The scale-tipping behemoth, better known as a Giant Sunfish or bump-head Sunfish (Mola alexandrini), was discovered on December 9, 2021, as it nears Faial, in the Azores – a Portuguese group of islands in the North Atlantic Ocean. Was floating lifeless off the shore of the island. Local authorities picked up the massive carcass and took it back to port so it could be properly studied, according to a statement from the Atlantic Naturalists Association, a non-profit conservation and research organization based on Faial Island.

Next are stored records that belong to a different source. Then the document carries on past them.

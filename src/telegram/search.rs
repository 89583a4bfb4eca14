use teloxide::types::ChatId;
use teloxide::RequestError;

use crate::lyrics::{LyricsClient, SearchOutcome};
use crate::storage::ResultStore;
use crate::telegram::messenger::Messenger;
use crate::telegram::pagination::PageView;
use crate::telegram::texts;

/// Handles a free-text message: search, store, show page one.
///
/// A "searching" message is sent first and then edited into the picker
/// (or into the no-match / failure notice). A search with no hits stores
/// an empty result set, so buttons of an older picker answer "not found".
pub async fn handle_search(
    store: &ResultStore,
    lyrics: &LyricsClient,
    messenger: &dyn Messenger,
    chat_id: ChatId,
    text: &str,
) -> Result<(), RequestError> {
    let query = text.trim();
    if query.is_empty() {
        messenger.send_text(chat_id, texts::USAGE, None).await?;
        return Ok(());
    }

    log::info!("Search from chat {}: '{}'", chat_id, query);
    let status = messenger.send_text(chat_id, &texts::searching(query), None).await?;

    let records = match lyrics.search(query).await {
        Ok(SearchOutcome::Found(records)) => records,
        Ok(SearchOutcome::NoMatches) => {
            store.put(chat_id, Vec::new());
            messenger.edit_text(chat_id, status, texts::NO_MATCHES, None).await?;
            return Ok(());
        }
        Err(e) => {
            log::error!("Lyrics search failed for chat {}: {}", chat_id, e);
            messenger.edit_text(chat_id, status, texts::SEARCH_FAILED, None).await?;
            return Ok(());
        }
    };

    let set = store.put(chat_id, records);
    match PageView::new(&set, 0) {
        Some(view) => {
            messenger
                .edit_text(chat_id, status, &view.header(), Some(view.keyboard()))
                .await?
        }
        None => messenger.edit_text(chat_id, status, texts::NO_MATCHES, None).await?,
    }
    Ok(())
}
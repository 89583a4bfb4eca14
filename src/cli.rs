use clap::{Parser, Subcommand};

#[derive(Parser)]
#[command(name = "lyrics-seeker")]
#[command(author, version, about = "Telegram bot that finds songs by lyrics metadata and sends audio with lyrics", long_about = None)]
pub struct Cli {
    #[command(subcommand)]
    pub command: Option<Commands>,
}

#[derive(Subcommand, Debug, PartialEq)]
pub enum Commands {
    /// Run the bot (long polling)
    Run,

    /// Search the lyrics provider and print a result page the way the bot shows it
    Search {
        /// Free-text query, e.g. "here comes the sun beatles"
        #[arg(required = true, num_args = 1..)]
        query: Vec<String>,

        /// Page to print (1-based)
        #[arg(short, long, default_value_t = 1, value_parser = clap::value_parser!(u64).range(1..))]
        page: u64,
    },
}

impl Cli {
    pub fn parse_args() -> Self {
        Self::parse()
    }
}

Researchers about Giant Sunfish :
Researchers performed a necropsy on giant Sunfish and detailed the results in a new study, published online October 11. Journal of Fish Biology. The humble fish was about 12 feet (3.6 m) long and about 11 feet (3.5 m) tall, and weighed 6,049 pounds (2,744 kg), or about 3 tons (2.7 metric tons). The researchers also analyzed the Sunfish’s stomach contents and took DNA samples, according to the statement.
The study’s lead author José Nuno Gomes-Pereira, a marine biologist with the Atlantic Naturalists Association, told Live Science in an email that the dead fish is indeed a “majestic specimen.” He said photographs of its corpse do not do justice to how incredibly it must have looked in the water.
The previous world record for the heaviest bony fish was held by another Giant Sunfish caught in Japan in 1996, which weighed approximately 5,070 pounds (2,300 kg). Guinness Book of World Records.